Speaking to the Cyprus News Agency, he said his frustration is rooted in a court decision to exempt a small number of pharmacies from the laws regulating pharmacies’ opening hours.
He said pharmacists have now been waiting two years for a final decision to be made, working within the law, while pharmacies subject to the interim order have been able to set their own working hours.
“We have been waiting for two years for the court to make a decision. This was as a result of there being illegal acts committed by other colleagues who saw others working outside the regular hours,” he said.
He explained that the decree on pharmacies’ opening hours determines working hours as well as timetables set over longer periods.
“They are interrelated, one cannot exist without the other,” he said, adding that for this reason, the issue of which pharmacies would open and at what time had snowballed.
“For this reason, we ask that the court’s decision be issued as soon as possible because to be able to make an exemption to the decree, the decision must be issued in three months and not two years,” he said.
With this in mind, he said his association now expects to meet with officials from the health ministry “to see if their next steps satisfy us or not”.
“We do not want to take revenge on the world. We want to introduce order into specialised professions which require immediate intervention. There must be regulation, the state must understand this and not leave it unchecked,” he said.

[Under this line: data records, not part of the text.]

//! Install-time operations executed against a provisioned cluster.
//!
//! The controller drives these through the [`Executor`] contract; the
//! shipped implementation shells out to `ansible-playbook`, keeping the
//! output of every run under the cluster's `runs/` directory.

use std::path::{Path, PathBuf};

use async_trait::async_trait;
use tokio::process::Command;
use tracing::info;

use crate::plan::{Plan, RUNS_SUBDIR};
use crate::util::errors::{Error, Result};

const PLAYBOOKS_DIR: &str = "ansible/playbooks";
const INVENTORY_FILENAME: &str = "inventory.ini";

/// Executes install-time operations against the nodes described in a plan.
#[async_trait]
pub trait Executor: Send + Sync {
    async fn run_pre_flight_check(&self, plan: &Plan) -> Result<()>;
    async fn generate_certificates(&self, plan: &Plan, use_existing_ca: bool) -> Result<()>;
    async fn generate_kubeconfig(&self, plan: &Plan) -> Result<()>;
    async fn install(&self, plan: &Plan, restart_services: bool) -> Result<()>;
    async fn run_smoke_test(&self, plan: &Plan) -> Result<()>;
}

/// Builds an executor bound to a cluster's assets directory.
pub trait ExecutorFactory: Send + Sync {
    fn create(&self, cluster_name: &str, assets_root_dir: &Path) -> Result<Box<dyn Executor>>;
}

/// Runs install operations as ansible playbooks. Each run leaves its output
/// under `{assets}/runs/{timestamp}-{playbook}/` for later diagnosis.
pub struct PlaybookExecutor {
    playbooks_dir: PathBuf,
    cluster_assets_dir: PathBuf,
}

#[async_trait]
impl Executor for PlaybookExecutor {
    async fn run_pre_flight_check(&self, plan: &Plan) -> Result<()> {
        self.run_playbook("preflight", plan, &[]).await
    }

    async fn generate_certificates(&self, plan: &Plan, use_existing_ca: bool) -> Result<()> {
        let use_existing = format!("use_existing_ca={use_existing_ca}");
        self.run_playbook("certificates", plan, &["-e", &use_existing])
            .await
    }

    async fn generate_kubeconfig(&self, plan: &Plan) -> Result<()> {
        self.run_playbook("kubeconfig", plan, &[]).await
    }

    async fn install(&self, plan: &Plan, restart_services: bool) -> Result<()> {
        let restart = format!("force_restart_services={restart_services}");
        self.run_playbook("kubernetes", plan, &["-e", &restart]).await
    }

    async fn run_smoke_test(&self, plan: &Plan) -> Result<()> {
        self.run_playbook("smoketest", plan, &[]).await
    }
}

impl PlaybookExecutor {
    async fn run_playbook(&self, name: &str, plan: &Plan, extra_args: &[&str]) -> Result<()> {
        let run_dir = self.cluster_assets_dir.join(RUNS_SUBDIR).join(format!(
            "{}-{name}",
            chrono::Utc::now().format("%Y%m%d%H%M%S")
        ));
        tokio::fs::create_dir_all(&run_dir).await?;

        let inventory = run_dir.join(INVENTORY_FILENAME);
        tokio::fs::write(&inventory, render_inventory(plan)).await?;

        let playbook = self.playbooks_dir.join(format!("{name}.yaml"));
        info!(cluster = %plan.cluster.name, playbook = %playbook.display(), "running playbook");
        let output = Command::new("ansible-playbook")
            .arg("-i")
            .arg(&inventory)
            .arg(&playbook)
            .args(extra_args)
            .output()
            .await
            .map_err(|e| Error::Executor(format!("error running ansible-playbook: {e}")))?;

        let mut combined = output.stdout.clone();
        combined.extend_from_slice(&output.stderr);
        tokio::fs::write(run_dir.join("out.log"), &combined).await?;

        if !output.status.success() {
            return Err(Error::Executor(format!(
                "playbook {name} failed, output kept in {}",
                run_dir.display()
            )));
        }
        Ok(())
    }
}

/// Render an ansible inventory from the plan's node groups.
fn render_inventory(plan: &Plan) -> String {
    let mut out = String::new();
    let groups = [
        ("etcd", &plan.etcd.nodes),
        ("master", &plan.master.nodes),
        ("worker", &plan.worker.nodes),
        ("ingress", &plan.ingress.nodes),
    ];
    for (group, nodes) in groups {
        out.push_str(&format!("[{group}]\n"));
        for node in nodes {
            let internal = if node.internal_ip.is_empty() {
                &node.ip
            } else {
                &node.internal_ip
            };
            out.push_str(&format!(
                "{} ansible_host={} internal_ipv4={}\n",
                node.host, node.ip, internal
            ));
        }
        out.push('\n');
    }
    out
}

/// Factory for [`PlaybookExecutor`]s.
pub struct PlaybookExecutorFactory {
    playbooks_dir: PathBuf,
}

impl PlaybookExecutorFactory {
    pub fn new() -> PlaybookExecutorFactory {
        PlaybookExecutorFactory {
            playbooks_dir: PathBuf::from(PLAYBOOKS_DIR),
        }
    }
}

impl Default for PlaybookExecutorFactory {
    fn default() -> Self {
        Self::new()
    }
}

impl ExecutorFactory for PlaybookExecutorFactory {
    fn create(&self, cluster_name: &str, assets_root_dir: &Path) -> Result<Box<dyn Executor>> {
        Ok(Box::new(PlaybookExecutor {
            playbooks_dir: self.playbooks_dir.clone(),
            cluster_assets_dir: assets_root_dir.join(cluster_name),
        }))
    }
}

He added, “we must understand that patients must know pharmacies’ opening hours, where to go, and where to be served after the pharmacies close.”
Pharmacists have threatened to refuse to work in evenings and on public holidays as a result of the dispute, with October 1 – the day on which they are set to transfer to their winter opening hours schedule – the date set as the beginning of their planned action.
Pharmaceutical services director Elena Panagiotopoulou had said a meeting would take place between the government and pharmacists with the aim of solving the issue.
“We will need to find how this issue can be solved. They need to stay open so people can get the medicines that they need,” she said.
Health Minister Michael Damianos also spoke on the matter on Wednesday, attempting to assuage concerns.
“I assure you that the issue is being handled by the pharmaceutical services and a solution will be found. People should not worry that under any circumstances they will be left without medicines,” he said.